Donald Goines (or, Growing Up Gotti)

The writings of Donald Goines, an African-American author from Detroit who was murdered in 1974, were at the center of a heated court case in Brooklyn, New York that ended in a not-guilty verdict last week.

Goines’ gritty novels enthralled Queens-based cocaine kingpin Kenneth “Supreme” McGriff while he served eight years of a twelve-year sentence for drug trafficking. Upon his release in 1995 McGriff made it his mission to re-invent himself as an entertainment mogul by producing movies based on these books. He befriended two younger record company entrepeneurs, Irv and Chris Lorenzo, who ran the Murder Inc. hiphop label. He acquired film rights to two Goines novels, Black Gangster and Crime Partners, and began working closely with the Lorenzo brothers, who styled themselves “Irv Gotti” and “Chris Gotti”, to get the films into production.

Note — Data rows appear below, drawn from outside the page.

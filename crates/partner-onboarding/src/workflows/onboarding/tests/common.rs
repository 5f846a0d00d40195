use std::collections::HashMap;
use std::sync::atomic::{AtomicBool, AtomicUsize, Ordering};
use std::sync::{Arc, Mutex};

use axum::response::Response;
use chrono::NaiveDate;
use serde_json::Value;

use crate::config::OnboardingConfig;
use crate::workflows::onboarding::approval::AuditLogEntry;
use crate::workflows::onboarding::decisions::{
    CallStatus, FieldVerificationInput, FieldVisit, KycApprovalInput, StageDecision,
    TeleVerificationInput,
};
use crate::workflows::onboarding::domain::{
    Actor, ActorRole, ApplicantContact, Application, ApplicationNumber, ApplicationSubmission,
    DocumentStatus, PartnerCase, PartnerProfile,
};
use crate::workflows::onboarding::memory::{
    InMemoryApplicationRepository, InMemoryBlobStore, RecordingNotifier,
};
use crate::workflows::onboarding::notifications::{Notification, Notifier, NotifyError};
use crate::workflows::onboarding::provisioning::PartnerUser;
use crate::workflows::onboarding::repository::{
    ApplicationRepository, BlobStore, CaseCommit, CaseFile, RepositoryError, StorageError,
};
use crate::workflows::onboarding::service::OnboardingService;

pub(super) type MemoryService =
    OnboardingService<InMemoryApplicationRepository, InMemoryBlobStore, RecordingNotifier>;

pub(super) const FIELD_RM_ID: &str = "rm-7";

pub(super) fn kyc() -> Actor {
    Actor::new("kyc-1", ActorRole::KycStaff)
}

pub(super) fn tele() -> Actor {
    Actor::new("tele-1", ActorRole::TeleStaff)
}

pub(super) fn field_rm() -> Actor {
    Actor::new(FIELD_RM_ID, ActorRole::FieldRm)
}

pub(super) fn admin() -> Actor {
    Actor::new("admin-1", ActorRole::Admin)
}

pub(super) fn config() -> OnboardingConfig {
    OnboardingConfig {
        activation_base_url: "https://partners.example.in/set-password".to_string(),
        token_ttl_hours: 24,
        notification_max_attempts: 2,
        notification_poll_secs: 1,
    }
}

pub(super) fn franchise_submission() -> ApplicationSubmission {
    ApplicationSubmission {
        applicant: ApplicantContact {
            full_name: "Meera Iyer".to_string(),
            email: "meera.iyer@example.in".to_string(),
            phone: "+91 98450 11223".to_string(),
            city: "Bengaluru".to_string(),
        },
        profile: PartnerProfile::Franchise {
            shop_area_sqft: 420,
            proposed_location: "Indiranagar 100ft Road".to_string(),
        },
    }
}

pub(super) fn fleet_submission() -> ApplicationSubmission {
    ApplicationSubmission {
        applicant: ApplicantContact {
            full_name: "Arjun Rao".to_string(),
            email: "arjun.rao@example.in".to_string(),
            phone: "+91 99001 44556".to_string(),
            city: "Hyderabad".to_string(),
        },
        profile: PartnerProfile::FleetOwner {
            fleet_size: 12,
            vehicle_types: vec!["e-rickshaw".to_string(), "cargo-3w".to_string()],
        },
    }
}

pub(super) fn build_service() -> (
    MemoryService,
    Arc<InMemoryApplicationRepository>,
    Arc<RecordingNotifier>,
) {
    let repository = Arc::new(InMemoryApplicationRepository::default());
    let notifier = Arc::new(RecordingNotifier::default());
    let service = OnboardingService::new(
        repository.clone(),
        Arc::new(InMemoryBlobStore::default()),
        notifier.clone(),
        config(),
    );
    (service, repository, notifier)
}

pub(super) fn tele_verified() -> TeleVerificationInput {
    TeleVerificationInput {
        call_status: Some(CallStatus::Verified),
        decision_reason: None,
        call_notes: Some("Confirmed identity and shop address".to_string()),
        preferred_language: Some("Kannada".to_string()),
    }
}

pub(super) fn kyc_approved() -> KycApprovalInput {
    KycApprovalInput {
        remarks: None,
        field_assignee: Some(FIELD_RM_ID.to_string()),
    }
}

pub(super) fn field_input(result: &str, remarks: Option<&str>) -> FieldVerificationInput {
    FieldVerificationInput {
        verification_result: result.to_string(),
        visit: FieldVisit {
            latitude: Some(12.9784),
            longitude: Some(77.6408),
            visit_date: NaiveDate::from_ymd_opt(2026, 3, 14).expect("valid date"),
            address_verified: true,
            remarks: remarks.map(str::to_string),
        },
        vehicles: Vec::new(),
        fee: None,
        photo_urls: vec!["memory://visits/storefront.jpg".to_string()],
    }
}

pub(super) fn submit<R, B, N>(
    service: &OnboardingService<R, B, N>,
    submission: ApplicationSubmission,
) -> Application
where
    R: ApplicationRepository + 'static,
    B: BlobStore + 'static,
    N: Notifier + 'static,
{
    service
        .submit_application(submission)
        .expect("submission accepted")
}

/// New -> In KYC with every required document uploaded and verified.
pub(super) fn advance_to_verified_kyc<R, B, N>(
    service: &OnboardingService<R, B, N>,
    submission: ApplicationSubmission,
) -> ApplicationNumber
where
    R: ApplicationRepository + 'static,
    B: BlobStore + 'static,
    N: Notifier + 'static,
{
    let application = submit(service, submission);
    let number = application.application_number().clone();
    service.begin_kyc(&number, &kyc()).expect("kyc starts");
    for document in application.required_documents() {
        service
            .attach_document(&number, document.key(), &format!("/tmp/{}.pdf", document.key()))
            .expect("document uploads");
        service
            .set_document_status(&number, &kyc(), document.key(), DocumentStatus::Verified, None)
            .expect("document verifies");
    }
    number
}

pub(super) fn advance_to_tele<R, B, N>(
    service: &OnboardingService<R, B, N>,
    submission: ApplicationSubmission,
) -> ApplicationNumber
where
    R: ApplicationRepository + 'static,
    B: BlobStore + 'static,
    N: Notifier + 'static,
{
    let number = advance_to_verified_kyc(service, submission);
    service
        .complete_document_check(&number, &kyc())
        .expect("document check completes");
    number
}

pub(super) fn advance_to_under_review<R, B, N>(
    service: &OnboardingService<R, B, N>,
    submission: ApplicationSubmission,
) -> ApplicationNumber
where
    R: ApplicationRepository + 'static,
    B: BlobStore + 'static,
    N: Notifier + 'static,
{
    let number = advance_to_tele(service, submission);
    service
        .record_tele_verification(&number, &tele(), StageDecision::Approve, tele_verified())
        .expect("tele verification recorded");
    number
}

pub(super) fn advance_to_field_pending<R, B, N>(
    service: &OnboardingService<R, B, N>,
    submission: ApplicationSubmission,
) -> ApplicationNumber
where
    R: ApplicationRepository + 'static,
    B: BlobStore + 'static,
    N: Notifier + 'static,
{
    let number = advance_to_under_review(service, submission);
    service
        .record_kyc_approval(&number, &kyc(), StageDecision::Approve, kyc_approved())
        .expect("kyc approval recorded");
    number
}

/// Drive a fresh case all the way to `Field Verified — Under Admin Review`.
pub(super) fn advance_to_admin_review<R, B, N>(
    service: &OnboardingService<R, B, N>,
    submission: ApplicationSubmission,
) -> ApplicationNumber
where
    R: ApplicationRepository + 'static,
    B: BlobStore + 'static,
    N: Notifier + 'static,
{
    let number = advance_to_field_pending(service, submission);
    service
        .start_field_visit(&number, &field_rm())
        .expect("field visit starts");
    service
        .record_field_verification(&number, &field_rm(), field_input("verified_ok", None))
        .expect("field verification recorded");
    number
}

pub(super) fn stored_case(
    repository: &InMemoryApplicationRepository,
    number: &ApplicationNumber,
) -> CaseFile {
    repository
        .fetch(number)
        .expect("fetch succeeds")
        .expect("case present")
}

pub(super) struct UnavailableRepository;

impl ApplicationRepository for UnavailableRepository {
    fn insert(&self, _application: Application) -> Result<Application, RepositoryError> {
        Err(RepositoryError::Unavailable("database offline".to_string()))
    }

    fn fetch(&self, _number: &ApplicationNumber) -> Result<Option<CaseFile>, RepositoryError> {
        Err(RepositoryError::Unavailable("database offline".to_string()))
    }

    fn commit(&self, _commit: CaseCommit) -> Result<u64, RepositoryError> {
        Err(RepositoryError::Unavailable("database offline".to_string()))
    }

    fn users_for(&self, _number: &ApplicationNumber) -> Result<Vec<PartnerUser>, RepositoryError> {
        Err(RepositoryError::Unavailable("database offline".to_string()))
    }

    fn audit_trail(
        &self,
        _number: &ApplicationNumber,
    ) -> Result<Vec<AuditLogEntry>, RepositoryError> {
        Err(RepositoryError::Unavailable("database offline".to_string()))
    }
}

/// Serves reads from a frozen copy so two deciders can act on the same stale status.
#[derive(Default)]
pub(super) struct StaleReadRepository {
    pub(super) inner: InMemoryApplicationRepository,
    frozen: Mutex<HashMap<ApplicationNumber, CaseFile>>,
}

impl StaleReadRepository {
    pub(super) fn freeze(&self, number: &ApplicationNumber) {
        let case = stored_case(&self.inner, number);
        self.frozen
            .lock()
            .expect("frozen mutex poisoned")
            .insert(number.clone(), case);
    }
}

impl ApplicationRepository for StaleReadRepository {
    fn insert(&self, application: Application) -> Result<Application, RepositoryError> {
        self.inner.insert(application)
    }

    fn fetch(&self, number: &ApplicationNumber) -> Result<Option<CaseFile>, RepositoryError> {
        let frozen = self.frozen.lock().expect("frozen mutex poisoned");
        match frozen.get(number) {
            Some(case) => Ok(Some(case.clone())),
            None => self.inner.fetch(number),
        }
    }

    fn commit(&self, commit: CaseCommit) -> Result<u64, RepositoryError> {
        self.inner.commit(commit)
    }

    fn users_for(&self, number: &ApplicationNumber) -> Result<Vec<PartnerUser>, RepositoryError> {
        self.inner.users_for(number)
    }

    fn audit_trail(
        &self,
        number: &ApplicationNumber,
    ) -> Result<Vec<AuditLogEntry>, RepositoryError> {
        self.inner.audit_trail(number)
    }
}

pub(super) struct FailingBlobStore;

impl BlobStore for FailingBlobStore {
    fn put(&self, _local_ref: &str, _folder: &str) -> Result<String, StorageError> {
        Err(StorageError::Unavailable("bucket unreachable".to_string()))
    }
}

/// Notifier whose transport can be switched off and back on.
#[derive(Default)]
pub(super) struct SwitchableNotifier {
    offline: AtomicBool,
    attempts: AtomicUsize,
    sent: Mutex<Vec<Notification>>,
}

impl SwitchableNotifier {
    pub(super) fn offline() -> Self {
        let notifier = Self::default();
        notifier.offline.store(true, Ordering::SeqCst);
        notifier
    }

    pub(super) fn reconnect(&self) {
        self.offline.store(false, Ordering::SeqCst);
    }

    pub(super) fn attempts(&self) -> usize {
        self.attempts.load(Ordering::SeqCst)
    }

    pub(super) fn sent(&self) -> Vec<Notification> {
        self.sent.lock().expect("sent mutex poisoned").clone()
    }
}

impl Notifier for SwitchableNotifier {
    fn send(&self, notification: &Notification) -> Result<(), NotifyError> {
        self.attempts.fetch_add(1, Ordering::SeqCst);
        if self.offline.load(Ordering::SeqCst) {
            return Err(NotifyError::Transport("smtp relay refused connection".to_string()));
        }
        self.sent
            .lock()
            .expect("sent mutex poisoned")
            .push(notification.clone());
        Ok(())
    }
}

pub(super) async fn read_json_body(response: Response) -> Value {
    let body = axum::body::to_bytes(response.into_body(), 64 * 1024)
        .await
        .expect("read body");
    serde_json::from_slice(&body).expect("json payload")
}
use std::path::PathBuf;
use std::{env, fs};

fn main() {
    println!("cargo:rerun-if-changed=build.rs");
    println!("cargo:rerun-if-changed=layout.ld");

    let target_os = env::var("CARGO_CFG_TARGET_OS").unwrap_or_default();
    let target_arch = env::var("CARGO_CFG_TARGET_ARCH").unwrap_or_default();

    // Only the bare-metal image needs the boot layout; host builds (tests) link normally.
    if target_os != "none" || target_arch != "aarch64" || env::var_os("CARGO_FEATURE_RT").is_none() {
        return;
    }

    let out = PathBuf::from(env::var_os("OUT_DIR").unwrap());
    fs::copy("layout.ld", out.join("layout.ld")).unwrap();

    println!("cargo:rustc-link-search={}", out.display());
    println!("cargo:rustc-link-arg-bins=-Tlayout.ld");
}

Snoop Dogg, Ice T and Ja Rule were in the cast of Crime Partners, but by the time production was completed there wasn’t enough money to spend on a theatrical release, and Crime Partners was released straight to DVD, gathering little attention from cinephiles, and too much attention from federal prosecutors, who viewed ex-con McGriff’s involvement as a sign that Murder Inc. was laundering money for known criminals.

The case went to court in Brooklyn earlier this year. Jay-Z, Ja Rule, Ashanti, Russell Simmons and others from the hiphop community came to show support for the Lorenzo brothers, as did a large contingent of family members. The prosecution’s case turned out to be surprisingly weak, and the brothers were cleared of all charges last Friday.

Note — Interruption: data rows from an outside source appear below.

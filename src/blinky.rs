//! The blink loop.
//!
//! Configure the LED pin as an output once, then assert and clear it forever with a busy-wait
//! in between.

use embedded_hal::delay::DelayNs;
use static_assertions::const_assert_eq;

use crate::gpio::{Gpio, Output, Pin};
use crate::pac::RegisterBlock;

/// GPIO 16, the first pin of `GPFSEL1`.
pub const LED_PIN: Pin = match Pin::new(16) {
    Ok(pin) => pin,
    Err(_) => panic!("LED pin out of range"),
};

/// Time spent in each half of the cycle.
pub const BLINK_PERIOD_MS: u32 = 1000;

const_assert_eq!(LED_PIN.fsel_index(), 1);
const_assert_eq!(LED_PIN.fsel_shift(), 18);

/// Toggles one output with a fixed delay between edges.
pub struct Blinker<'d, R: RegisterBlock, D> {
    led: Output<'d, R>,
    delay: D,
    period_ms: u32,
}

impl<'d, R: RegisterBlock, D: DelayNs> Blinker<'d, R, D> {
    pub fn new(led: Output<'d, R>, delay: D, period_ms: u32) -> Self {
        Self { led, delay, period_ms }
    }

    pub fn period_ms(&self) -> u32 {
        self.period_ms
    }

    /// One full on/off cycle: set, wait, clear, wait.
    pub fn cycle(&mut self) {
        self.led.set_high();
        self.delay.delay_ms(self.period_ms);

        self.led.set_low();
        self.delay.delay_ms(self.period_ms);
    }

    pub fn run(mut self) -> ! {
        loop {
            self.cycle();
        }
    }

    pub fn release(self) -> (Output<'d, R>, D) {
        (self.led, self.delay)
    }
}

/// Configure [`LED_PIN`] and blink it every [`BLINK_PERIOD_MS`], forever.
pub fn start<R: RegisterBlock, D: DelayNs>(gpio: &mut Gpio<R>, delay: D) -> ! {
    info!("blinking gpio{} every {} ms", LED_PIN.number(), BLINK_PERIOD_MS);

    let led = gpio.into_output(LED_PIN);
    Blinker::new(led, delay, BLINK_PERIOD_MS).run()
}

In essence, what was on trial in Brooklyn was the right of entertainment figures to hang out with criminals. There’s no doubt that the “Gotti brothers” tried to embellish their street cred by kicking around with a legendary neighborhood drug kingpin, but the prosecutors were wrong to assume that McGriff was leading his younger friends into a life of crime when in fact indications are that the brothers were trying to help their older friend establish himself in a legitimate business.

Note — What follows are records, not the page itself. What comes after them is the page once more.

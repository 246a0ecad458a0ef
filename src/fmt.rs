#![macro_use]
#![allow(unused)]

macro_rules! trace {
    ($s:literal $(, $x:expr)* $(,)?) => {
        {
            #[cfg(feature = "defmt")]
            ::defmt::trace!($s $(, $x)*);
            #[cfg(not(feature = "defmt"))]
            let _ = ($( & $x ),*);
        }
    };
}

macro_rules! debug {
    ($s:literal $(, $x:expr)* $(,)?) => {
        {
            #[cfg(feature = "defmt")]
            ::defmt::debug!($s $(, $x)*);
            #[cfg(not(feature = "defmt"))]
            let _ = ($( & $x ),*);
        }
    };
}

macro_rules! info {
    ($s:literal $(, $x:expr)* $(,)?) => {
        {
            #[cfg(feature = "defmt")]
            ::defmt::info!($s $(, $x)*);
            #[cfg(not(feature = "defmt"))]
            let _ = ($( & $x ),*);
        }
    };
}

What seems dirty about this is that the federal government never seems to mind when white entertainment figures play the same game. It’s well-known that ex-convicts like Joey Gallo were employed to lend authenticity to Mafia movies in the 1970’s. There was a hilarious episode of the Sopranos about this a few seasons ago, in which young gangster Christopher Moltisante shows up on a fictional Jon Favreau movie set and is treated like a god.

The Lorenzo/McGriff case got a lot of publicity in recent weeks, but unfortunately the novelist at the core of the controversy got little play. Donald Goines is widely read among African-Americans, but his books are largely unknown outside that population. The rapper DMX starred in another movie based on a Goines novel, Never Die Alone in 2004, directed by Spike Lee acolyte Ernest Dickerson, and another Goines title, Daddy Cool is also in the works, though this film probably won’t smash through any racial barriers either.

2 Responses

  1. double standardFirst let me
    double standard

    First let me say, the linked article about Donald Goines is great. Goines’ work obviously fits into the underground/socio/gangsta galaxy.

    And yeah, I agree, there’s a double standard. When Scorsese and Di Niro made Casino, about the rea-life mobster Frank “Lefty” Rosenthal, they actually had Rosenthal and other convicted guys as technical advisors and nobody took them to court over it, as far as I know.

    What was that guy’s name who wrote In the Belly of the Beast while he was in prison, and Norman Mailer helped him get out of prison, and then the guy killed somebody? Did they ever take Mailer to trial for trying to help the guy (maybe they did, I don’t remember)?

  2. Hey Bill — yeah, you’re
    Hey Bill — yeah, you’re talking about John Henry Abbott. If I remember correctly, Mailer lobbied hard for his release from jail, which was great except that Abbott killed a waiter in a restaurant (with little provocation) very shortly after his release. I don’t think Mailer was ever charged with a crime, or could have been, and I have no idea what happened to Abbott, whose book I wasn’t much interested in anyway.